Our Priorities and Values

Each one who follows Jesus is called to be his disciple. Being a disciple means living a lifestyle of following what Jesus taught, modeled, and believed. It’s a costly way of living, but it’s an abundant life. That lifestyle involves:

  • Worship: using your words and actions to show God his upmost worth in our lives. We will gather each week to do so together.
  • Communion: By taking communion together, we relive the story that unites us as Christians, the death and resurrection of Jesus. Communion reminds us of our identity and mission as those who follow Jesus.
  • Liturgy: Living a rhythm of prayers and acts of worship.
  • Life Together as Oikos: Oikos is an ancient Greek word for an extended household. Early Christians lived life together as extended households on a mission to share the good news of Jesus with their communities and to live life together, sharing the things of their lives.
  • Mission: In Genesis 11, God starts to reveal his grand mission to bless all the people groups of earth. The “blessing” part of this plan involves God tangibly blessing our current lives and to reconcile us to God after we die. The church is God’s chosen agent for blessing all people groups, so God’s mission is why we are the church and our ultimate role as the church.
  • Sabbath: God wants to give us in six days what we need for all seven days of a week, so we make sure we have a period of rest (no work) built into our schedule. During our Sabbath breaks we pray and we play, doing things that give us life
  • The 5 ministry gifts of Ephesians 4: Each one of us has a gift for use in the church. Thus we all have a role in the church and there is no room for passive involvement. These gifts mean we are one of these
    • Apostles—”sent ones”, starters, initiators, pioneers
    • Prophets—those who forth-tell truth, usually questioning the status quo
    • Evangelists—those who love to tell their story
    • Pastors—those who care for groups, wanting and working to take them to the next level
    • Teachers—Those who love to impart knowledge (and learn more so they can impart more)

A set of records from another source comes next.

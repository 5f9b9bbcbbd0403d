//! FIFO queue of fetched blocks awaiting scan.
//!
//! Heights are strictly increasing; a gap or regression coming out of the
//! fetch path is a defect in fetch logic, not a valid queue state, so pushes
//! that would break the invariant are rejected. Blocks are removed only
//! after they have been fully scanned (pop-front, never mid-iteration).

use std::collections::VecDeque;

use crate::error::{SyncError, SyncResult};
use crate::types::Block;

/// Ordered sequence of blocks awaiting scan, strictly increasing by height.
#[derive(Debug, Clone, Default)]
pub struct PendingQueue {
    blocks: VecDeque<Block>,
}

impl PendingQueue {
    /// Create an empty queue.
    pub fn new() -> Self {
        Self::default()
    }

    /// Enqueue a block at the back.
    ///
    /// Fails with `InvalidState` if the block's height is not strictly
    /// greater than the last queued height.
    pub fn push(&mut self, block: Block) -> SyncResult<()> {
        if let Some(back) = self.blocks.back() {
            if block.block_height <= back.block_height {
                return Err(SyncError::InvalidState(format!(
                    "block height {} does not extend queued height {}",
                    block.block_height, back.block_height
                )));
            }
        }
        self.blocks.push_back(block);
        Ok(())
    }

    /// The oldest queued block, if any. The block stays queued until
    /// [`pop_front`](Self::pop_front) after a full scan.
    pub fn front(&self) -> Option<&Block> {
        self.blocks.front()
    }

    /// Remove the oldest queued block after it has been fully processed.
    pub fn pop_front(&mut self) -> Option<Block> {
        self.blocks.pop_front()
    }

    /// Number of blocks awaiting scan.
    pub fn len(&self) -> usize {
        self.blocks.len()
    }

    /// Whether the queue is empty.
    pub fn is_empty(&self) -> bool {
        self.blocks.is_empty()
    }
}

#[cfg(test)]
mod tests {
    use super::*;
    use crate::types::BlockHash;

    fn block(height: u64) -> Block {
        Block {
            block_hash: BlockHash([height as u8; 32]),
            block_height: height,
            transactions: vec![],
        }
    }

    #[test]
    fn drains_in_fifo_order() {
        let mut queue = PendingQueue::new();
        queue.push(block(101)).unwrap();
        queue.push(block(102)).unwrap();
        queue.push(block(103)).unwrap();

        assert_eq!(queue.len(), 3);
        assert_eq!(queue.front().unwrap().block_height, 101);
        assert_eq!(queue.pop_front().unwrap().block_height, 101);
        assert_eq!(queue.pop_front().unwrap().block_height, 102);
        assert_eq!(queue.pop_front().unwrap().block_height, 103);
        assert!(queue.is_empty());
    }

    #[test]
    fn rejects_non_increasing_heights() {
        let mut queue = PendingQueue::new();
        queue.push(block(101)).unwrap();

        assert!(queue.push(block(101)).is_err());
        assert!(queue.push(block(100)).is_err());
        assert_eq!(queue.len(), 1);

        // Gaps are accepted here; contiguity is the fetch path's concern.
        queue.push(block(105)).unwrap();
        assert_eq!(queue.len(), 2);
    }
}
//! HTTP implementation of [`NodeClient`] over the node's JSON API.

use std::time::Duration;

use async_trait::async_trait;
use serde::{Deserialize, Serialize};

use crate::error::{NetworkError, NetworkResult};
use crate::network::NodeClient;
use crate::types::{BlockDetails, BlockHash, NodeInfo, WalletSyncData};

#[derive(Debug, Serialize)]
#[serde(rename_all = "camelCase")]
struct BlockDetailsByHeightRequest {
    block_height: u64,
}

#[derive(Debug, Deserialize)]
#[serde(rename_all = "camelCase")]
struct BlockDetailsResponse {
    block: BlockDetails,
}

#[derive(Debug, Serialize)]
#[serde(rename_all = "camelCase")]
struct WalletSyncDataRequest<'a> {
    block_hash_checkpoints: &'a [BlockHash],
}

/// Node client over the node's HTTP JSON endpoints.
#[derive(Debug, Clone)]
pub struct HttpNodeClient {
    http: reqwest::Client,
    base_url: String,
}

impl HttpNodeClient {
    /// Create a client for a node at `base_url` (e.g. `http://127.0.0.1:11898`)
    /// with the given per-request timeout.
    pub fn new(base_url: impl Into<String>, timeout: Duration) -> NetworkResult<Self> {
        let base_url = base_url.into();
        if !base_url.starts_with("http://") && !base_url.starts_with("https://") {
            return Err(NetworkError::InvalidUrl(base_url));
        }

        let http = reqwest::Client::builder()
            .timeout(timeout)
            .build()
            .map_err(|e| NetworkError::ConnectionFailed(e.to_string()))?;

        Ok(Self {
            http,
            base_url: base_url.trim_end_matches('/').to_string(),
        })
    }

    fn url(&self, path: &str) -> String {
        format!("{}/{}", self.base_url, path)
    }
}

#[async_trait]
impl NodeClient for HttpNodeClient {
    async fn get_node_info(&self) -> NetworkResult<NodeInfo> {
        let info = self
            .http
            .get(self.url("info"))
            .send()
            .await?
            .error_for_status()
            .map_err(|e| NetworkError::Request(e.to_string()))?
            .json::<NodeInfo>()
            .await?;

        tracing::trace!(height = info.height, "fetched node info");
        Ok(info)
    }

    async fn get_block_details_by_height(&self, height: u64) -> NetworkResult<BlockDetails> {
        let response = self
            .http
            .post(self.url("get_block_details_by_height"))
            .json(&BlockDetailsByHeightRequest { block_height: height })
            .send()
            .await?
            .error_for_status()
            .map_err(|e| NetworkError::Request(e.to_string()))?
            .json::<BlockDetailsResponse>()
            .await?;

        Ok(response.block)
    }

    async fn get_wallet_sync_data(
        &self,
        checkpoints: &[BlockHash],
    ) -> NetworkResult<WalletSyncData> {
        let data = self
            .http
            .post(self.url("getwalletsyncdata"))
            .json(&WalletSyncDataRequest { block_hash_checkpoints: checkpoints })
            .send()
            .await?
            .error_for_status()
            .map_err(|e| NetworkError::Request(e.to_string()))?
            .json::<WalletSyncData>()
            .await?;

        tracing::trace!(blocks = data.items.len(), "fetched wallet sync data");
        Ok(data)
    }
}
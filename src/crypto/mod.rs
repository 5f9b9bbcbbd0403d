//! Adapters over the CryptoNote elliptic-curve primitives.
//!
//! The scanning engine consumes these as black-box operations: derive a
//! shared secret from a transaction key and the private view key, recover a
//! candidate spend key from an output, and compute the key image that makes
//! an owned output spendable. The math is the standard CryptoNote scheme
//! over Ed25519 with Keccak-256 as the scalar hash.

use curve25519_dalek::edwards::{CompressedEdwardsY, EdwardsPoint};
use curve25519_dalek::scalar::Scalar;
use monero_generators::hash_to_point;
use sha3::{Digest, Keccak256};
use zeroize::Zeroizing;

use crate::error::{CryptoError, CryptoResult};

/// A key derivation: the shared secret `8·(secret·Public)` in compressed
/// form, used to unlock per-output key material.
pub type KeyDerivation = [u8; 32];

fn keccak256(data: &[u8]) -> [u8; 32] {
    let mut hasher = Keccak256::new();
    hasher.update(data);
    hasher.finalize().into()
}

fn hash_to_scalar(data: &[u8]) -> Scalar {
    Scalar::from_bytes_mod_order(keccak256(data))
}

fn decompress(bytes: &[u8; 32]) -> CryptoResult<EdwardsPoint> {
    CompressedEdwardsY(*bytes)
        .decompress()
        .ok_or_else(|| CryptoError::InvalidPoint(hex::encode(bytes)))
}

/// CryptoNote varint: 7 bits per byte, little endian, high bit as
/// continuation flag.
fn write_varint(mut value: u64, out: &mut Vec<u8>) {
    while value >= 0x80 {
        out.push((value as u8 & 0x7f) | 0x80);
        value >>= 7;
    }
    out.push(value as u8);
}

/// Compute the shared key derivation `8·(secret_key · public_key)`.
///
/// For the wallet this is called with the transaction public key `R` and the
/// private view key `a`, yielding the same point the sender computed from
/// the recipient's public view key.
pub fn generate_key_derivation(
    public_key: &[u8; 32],
    secret_key: &[u8; 32],
) -> CryptoResult<KeyDerivation> {
    let point = decompress(public_key)?;
    let scalar = Zeroizing::new(Scalar::from_bytes_mod_order(*secret_key));
    let shared = (*scalar * point).mul_by_cofactor();
    Ok(shared.compress().to_bytes())
}

/// Hash a derivation and output index to the per-output secret scalar
/// `H_s(derivation ‖ varint(index))`.
fn derivation_to_scalar(derivation: &KeyDerivation, output_index: u64) -> Scalar {
    let mut buf = Zeroizing::new(Vec::with_capacity(32 + 10));
    buf.extend_from_slice(derivation);
    write_varint(output_index, &mut buf);
    hash_to_scalar(&buf)
}

/// Derive the one-time output key `H_s(derivation ‖ index)·G + base` the
/// sender attaches to an output destined for `base` (a public spend key).
pub fn derive_public_key(
    derivation: &KeyDerivation,
    output_index: u64,
    base: &[u8; 32],
) -> CryptoResult<[u8; 32]> {
    let base_point = decompress(base)?;
    let scalar = derivation_to_scalar(derivation, output_index);
    let derived = EdwardsPoint::mul_base(&scalar) + base_point;
    Ok(derived.compress().to_bytes())
}

/// Recover the candidate spend key `base − H_s(derivation ‖ index)·G` from a
/// one-time output key.
///
/// If the result equals the wallet's public spend key, the output belongs to
/// the wallet.
pub fn underive_public_key(
    derivation: &KeyDerivation,
    output_index: u64,
    base: &[u8; 32],
) -> CryptoResult<[u8; 32]> {
    let base_point = decompress(base)?;
    let scalar = derivation_to_scalar(derivation, output_index);
    let underived = base_point - EdwardsPoint::mul_base(&scalar);
    Ok(underived.compress().to_bytes())
}

/// Compute the key image `x·Hp(P)` for an owned output, where
/// `x = H_s(derivation ‖ index) + b` is the output's private ephemeral key
/// and `P = x·G` its one-time public key.
pub fn generate_key_image(
    derivation: &KeyDerivation,
    output_index: u64,
    secret_spend_key: &[u8; 32],
) -> CryptoResult<[u8; 32]> {
    let spend_scalar = Zeroizing::new(Scalar::from_bytes_mod_order(*secret_spend_key));
    let ephemeral = Zeroizing::new(derivation_to_scalar(derivation, output_index) + *spend_scalar);
    let one_time_key = EdwardsPoint::mul_base(&ephemeral).compress().to_bytes();
    let key_image = *ephemeral * hash_to_point(one_time_key);
    Ok(key_image.compress().to_bytes())
}

/// Public key `secret·G` for a secret scalar.
pub fn public_key_from_secret(secret_key: &[u8; 32]) -> [u8; 32] {
    let scalar = Zeroizing::new(Scalar::from_bytes_mod_order(*secret_key));
    EdwardsPoint::mul_base(&scalar).compress().to_bytes()
}

#[cfg(test)]
mod tests {
    use super::*;

    fn scalar_bytes(seed: u8) -> [u8; 32] {
        Scalar::from_bytes_mod_order([seed; 32]).to_bytes()
    }

    #[test]
    fn varint_encoding() {
        let mut buf = Vec::new();
        write_varint(0, &mut buf);
        assert_eq!(buf, [0x00]);

        buf.clear();
        write_varint(0x7f, &mut buf);
        assert_eq!(buf, [0x7f]);

        buf.clear();
        write_varint(0x80, &mut buf);
        assert_eq!(buf, [0x80, 0x01]);

        buf.clear();
        write_varint(300, &mut buf);
        assert_eq!(buf, [0xac, 0x02]);
    }

    #[test]
    fn sender_and_receiver_agree_on_derivation() {
        // Sender: ephemeral tx key r, recipient view key a.
        let tx_secret = scalar_bytes(3);
        let view_secret = scalar_bytes(7);
        let tx_public = public_key_from_secret(&tx_secret);
        let view_public = public_key_from_secret(&view_secret);

        // 8·(r·A) computed by the sender equals 8·(a·R) computed by the wallet.
        let sender = generate_key_derivation(&view_public, &tx_secret).unwrap();
        let receiver = generate_key_derivation(&tx_public, &view_secret).unwrap();
        assert_eq!(sender, receiver);
    }

    #[test]
    fn underive_inverts_derive() {
        let derivation = generate_key_derivation(
            &public_key_from_secret(&scalar_bytes(11)),
            &scalar_bytes(13),
        )
        .unwrap();
        let spend_public = public_key_from_secret(&scalar_bytes(17));

        let one_time = derive_public_key(&derivation, 2, &spend_public).unwrap();
        let recovered = underive_public_key(&derivation, 2, &one_time).unwrap();
        assert_eq!(recovered, spend_public);

        // A different index produces a different one-time key and fails to
        // recover the spend key.
        let recovered_wrong = underive_public_key(&derivation, 3, &one_time).unwrap();
        assert_ne!(recovered_wrong, spend_public);
    }

    #[test]
    fn key_image_is_deterministic() {
        let derivation = generate_key_derivation(
            &public_key_from_secret(&scalar_bytes(19)),
            &scalar_bytes(23),
        )
        .unwrap();
        let spend_secret = scalar_bytes(29);

        let first = generate_key_image(&derivation, 0, &spend_secret).unwrap();
        let second = generate_key_image(&derivation, 0, &spend_secret).unwrap();
        assert_eq!(first, second);

        let other_index = generate_key_image(&derivation, 1, &spend_secret).unwrap();
        assert_ne!(first, other_index);
    }

    #[test]
    fn rejects_invalid_point() {
        // Roughly half of all byte strings are not valid compressed Edwards
        // points; find one and check it is refused.
        let secret = scalar_bytes(31);
        let bad = (0u8..=255)
            .map(|b| [b; 32])
            .find(|candidate| CompressedEdwardsY(*candidate).decompress().is_none())
            .expect("some candidate must fail decompression");
        assert!(matches!(
            generate_key_derivation(&bad, &secret),
            Err(CryptoError::InvalidPoint(_))
        ));
    }
}
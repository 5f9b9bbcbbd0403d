//! Common type definitions for the CryptoNote SPV client.
//!
//! Wire-facing types deserialize from the node's JSON (camelCase field
//! names); fixed-length identifiers are hex-encoded strings on the wire and
//! 32-byte arrays in memory.

use serde::{Deserialize, Serialize};

use crate::error::CryptoError;

/// Defines a 32-byte identifier newtype with hex parsing, display and
/// string-backed serde.
macro_rules! hex_bytes_newtype {
    ($(#[$doc:meta])* $name:ident) => {
        $(#[$doc])*
        #[derive(Debug, Clone, Copy, PartialEq, Eq, Hash, Serialize, Deserialize)]
        #[serde(try_from = "String", into = "String")]
        pub struct $name(pub [u8; 32]);

        impl $name {
            /// Parse from a 64-character hex string.
            pub fn from_hex(s: &str) -> Result<Self, CryptoError> {
                let bytes = hex::decode(s)?;
                let arr: [u8; 32] =
                    bytes.try_into().map_err(|b: Vec<u8>| CryptoError::InvalidLength {
                        expected: 32,
                        actual: b.len(),
                    })?;
                Ok(Self(arr))
            }

            /// The raw 32-byte value.
            pub fn as_bytes(&self) -> &[u8; 32] {
                &self.0
            }

            /// Hex encoding of the identifier.
            pub fn to_hex(&self) -> String {
                hex::encode(self.0)
            }
        }

        impl std::fmt::Display for $name {
            fn fmt(&self, f: &mut std::fmt::Formatter<'_>) -> std::fmt::Result {
                f.write_str(&self.to_hex())
            }
        }

        impl std::str::FromStr for $name {
            type Err = CryptoError;

            fn from_str(s: &str) -> Result<Self, Self::Err> {
                Self::from_hex(s)
            }
        }

        impl TryFrom<String> for $name {
            type Error = CryptoError;

            fn try_from(s: String) -> Result<Self, Self::Error> {
                Self::from_hex(&s)
            }
        }

        impl From<$name> for String {
            fn from(value: $name) -> Self {
                value.to_hex()
            }
        }
    };
}

hex_bytes_newtype! {
    /// A block hash, used as a synchronization checkpoint between wallet
    /// and node.
    BlockHash
}

hex_bytes_newtype! {
    /// A compressed Ed25519 public key (transaction key, one-time output
    /// key, or wallet spend key).
    PublicKey
}

hex_bytes_newtype! {
    /// A key image: the unique tag derived from an owned output that proves
    /// and prevents double-spending without revealing the output.
    KeyImage
}

/// Node status as reported by the `/info` endpoint.
#[derive(Debug, Clone, Serialize, Deserialize)]
#[serde(rename_all = "camelCase")]
pub struct NodeInfo {
    /// Current chain height of the node.
    pub height: u64,

    /// Height of the wider network, if the node reports it.
    #[serde(default)]
    pub network_height: Option<u64>,
}

/// Block details returned by the block-details-by-height endpoint.
///
/// Only the hash is consumed here; it seeds the checkpoint ledger.
#[derive(Debug, Clone, Serialize, Deserialize)]
#[serde(rename_all = "camelCase")]
pub struct BlockDetails {
    /// Hash of the block at the requested height.
    pub hash: BlockHash,
}

/// A single transaction output.
#[derive(Debug, Clone, Serialize, Deserialize)]
#[serde(rename_all = "camelCase")]
pub struct TransactionOutput {
    /// The one-time public key the sender generated for this output.
    pub key: PublicKey,

    /// Amount carried by the output, in atomic units.
    pub amount: u64,
}

/// A transaction as returned in wallet sync data.
#[derive(Debug, Clone, Serialize, Deserialize)]
#[serde(rename_all = "camelCase")]
pub struct Transaction {
    /// The transaction public key used for output key derivation.
    pub public_key: PublicKey,

    /// Outputs in transaction order; an output's index is its position here.
    #[serde(default)]
    pub outputs: Vec<TransactionOutput>,

    /// Whether this is the block's coin-generating (miner reward)
    /// transaction, whose outputs are subject to the unlock window.
    #[serde(default)]
    pub is_coinbase: bool,
}

/// A block returned by the wallet sync data endpoint. Immutable once fetched.
#[derive(Debug, Clone, Serialize, Deserialize)]
#[serde(rename_all = "camelCase")]
pub struct Block {
    /// Hash of the block.
    pub block_hash: BlockHash,

    /// Height of the block.
    pub block_height: u64,

    /// Transactions in block order.
    #[serde(default)]
    pub transactions: Vec<Transaction>,
}

/// Response body of the wallet sync data endpoint: the next contiguous run
/// of blocks after the newest checkpoint the node recognizes.
#[derive(Debug, Clone, Default, Serialize, Deserialize)]
#[serde(rename_all = "camelCase")]
pub struct WalletSyncData {
    /// Blocks in ascending height order. May be empty or shorter than the
    /// requested window; both are normal partial-availability outcomes.
    #[serde(default)]
    pub items: Vec<Block>,
}

/// A transaction input the wallet can spend, discovered by scanning.
///
/// Created exactly once per owned output and handed to the consumer of the
/// owned-input stream; re-scanning the same output reproduces the same key
/// image, so downstream deduplication is by key image.
#[derive(Debug, Clone, PartialEq, Eq, Serialize, Deserialize)]
#[serde(rename_all = "camelCase")]
pub struct OwnedInput {
    /// Key image uniquely identifying the spendable output.
    pub key_image: KeyImage,

    /// Amount of the output, in atomic units.
    pub amount: u64,

    /// Index of the output within its transaction.
    pub output_index: u64,

    /// Height of the block the output originated in.
    pub block_height: u64,

    /// Height at or above which the output becomes spendable.
    pub unlock_height: u64,
}

/// Snapshot of sync progress.
#[derive(Debug, Clone, PartialEq, Eq)]
pub struct SyncProgress {
    /// Durable wallet height: every block at or below it is fully scanned
    /// or already queued for scanning.
    pub wallet_height: u64,

    /// Last node height seen by the height poll, if any.
    pub node_height: Option<u64>,

    /// Number of fetched blocks awaiting scan.
    pub pending_blocks: usize,

    /// Number of checkpoints in the ledger.
    pub checkpoints: usize,
}
//! Output-ownership scanning over queued blocks.

use std::sync::Arc;

use tokio::sync::{mpsc, RwLock};

use crate::crypto;
use crate::sync::SyncState;
use crate::types::{Block, KeyImage, OwnedInput, Transaction};
use crate::wallet::WalletKeys;

/// Scans fetched blocks for outputs spendable by the wallet's keys.
///
/// Blocks are consumed from the pending queue in strict height order. A
/// block is credited only after every one of its transactions has been
/// scanned: the wallet height advance and the queue removal happen together,
/// so an interrupted scan leaves the block queued for a full re-scan.
/// Re-scanning is idempotent; the same owned output always yields the same
/// key image.
#[derive(Debug, Clone)]
pub struct OutputScanner {
    keys: WalletKeys,
    unlock_confirmations: u64,
    owned_tx: mpsc::UnboundedSender<OwnedInput>,
}

impl OutputScanner {
    /// Create a scanner emitting owned inputs on `owned_tx`.
    pub fn new(
        keys: WalletKeys,
        unlock_confirmations: u64,
        owned_tx: mpsc::UnboundedSender<OwnedInput>,
    ) -> Self {
        Self {
            keys,
            unlock_confirmations,
            owned_tx,
        }
    }

    /// Drain the pending queue, scanning each block in FIFO order.
    ///
    /// Returns the number of blocks fully processed.
    pub async fn process_queue(&self, state: &Arc<RwLock<SyncState>>) -> usize {
        let mut processed = 0;

        loop {
            // Scan on a clone so the fetch tasks are never blocked behind
            // curve arithmetic.
            let block = match state.read().await.queue.front() {
                Some(block) => block.clone(),
                None => break,
            };

            let inputs = self.scan_block(&block);
            let owned = inputs.len();

            {
                let mut state = state.write().await;
                for input in inputs {
                    // Receiver dropped means no one wants the stream; the
                    // height bookkeeping still has to advance.
                    let _ = self.owned_tx.send(input);
                }
                state.queue.pop_front();
                state.wallet_height = state.wallet_height.max(block.block_height);
            }

            if owned > 0 {
                tracing::info!(
                    height = block.block_height,
                    owned,
                    "found owned output(s) in block"
                );
            } else {
                tracing::debug!(height = block.block_height, "block scanned, nothing owned");
            }
            processed += 1;
        }

        processed
    }

    /// Scan every transaction of a block, collecting all owned inputs.
    fn scan_block(&self, block: &Block) -> Vec<OwnedInput> {
        let mut inputs = Vec::new();
        for transaction in &block.transactions {
            inputs.extend(self.scan_transaction(transaction, block.block_height));
        }
        inputs
    }

    /// Test every output of a transaction for ownership.
    ///
    /// A single transaction may carry several outputs to the same wallet, so
    /// the test runs for every output even after a match. A malformed output
    /// is skipped without aborting the rest of the transaction.
    fn scan_transaction(&self, transaction: &Transaction, block_height: u64) -> Vec<OwnedInput> {
        let derivation = match crypto::generate_key_derivation(
            transaction.public_key.as_bytes(),
            self.keys.private_view_key(),
        ) {
            Ok(derivation) => derivation,
            Err(e) => {
                tracing::warn!(
                    tx_key = %transaction.public_key,
                    error = %e,
                    "skipping transaction with malformed public key"
                );
                return Vec::new();
            }
        };

        let mut inputs = Vec::new();
        for (index, output) in transaction.outputs.iter().enumerate() {
            let index = index as u64;

            let candidate =
                match crypto::underive_public_key(&derivation, index, output.key.as_bytes()) {
                    Ok(candidate) => candidate,
                    Err(e) => {
                        tracing::warn!(index, error = %e, "skipping malformed output");
                        continue;
                    }
                };

            if candidate != self.keys.public_spend_key().0 {
                continue;
            }

            let key_image = match crypto::generate_key_image(
                &derivation,
                index,
                self.keys.private_spend_key(),
            ) {
                Ok(key_image) => key_image,
                Err(e) => {
                    tracing::warn!(index, error = %e, "owned output but key image failed");
                    continue;
                }
            };

            inputs.push(OwnedInput {
                key_image: KeyImage(key_image),
                amount: output.amount,
                output_index: index,
                block_height,
                unlock_height: self.unlock_height(transaction, block_height),
            });
        }

        inputs
    }

    /// Coin-generating outputs unlock only after the configured confirmation
    /// window; ordinary outputs are spendable from their origin height.
    fn unlock_height(&self, transaction: &Transaction, block_height: u64) -> u64 {
        if transaction.is_coinbase {
            block_height + self.unlock_confirmations
        } else {
            block_height
        }
    }
}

Our Statement of Faith: The Nicene Creed

As Scot McKnight illustrates in King Jesus Gospel, our creeds are intrinsically linked to the full gospel. What do we at Epiphany believe? It’s this:

We believe in one God, the Father Almighty, the maker of heaven and earth, of things visible and invisible. And in one Lord Jesus Christ, the Son of God, the begotten of God the Father, the Only-begotten, that is of the essence of the Father. God of God, Light of Light, true God of true God, begotten and not made; of the very same nature of the Father, by Whom all things came into being, in heaven and on earth, visible and invisible. Who for us humanity and for our salvation came down from heaven, was incarnate, was made human, was born perfectly of the holy virgin Mary by the Holy Spirit. By whom He took body, soul, and mind, and everything that is in man, truly and not in semblance. He suffered, was crucified, was buried, rose again on the third day, ascended into heaven with the same body, [and] sat at the right hand of the Father. He is to come with the same body and with the glory of the Father, to judge the living and the dead; of His kingdom there is no end. We believe in the Holy Spirit, in the uncreated and the perfect; Who spoke through the Law, prophets, and Gospels; Who came down upon the Jordan, preached through the apostles, and lived in the saints. We believe also in only One, Universal, Apostolic, and [Holy] Church; in one baptism in repentance, for the remission, and forgiveness of sins; and in the resurrection of the dead, in the everlasting judgement of souls and bodies, and the Kingdom of Heaven and in the everlasting life.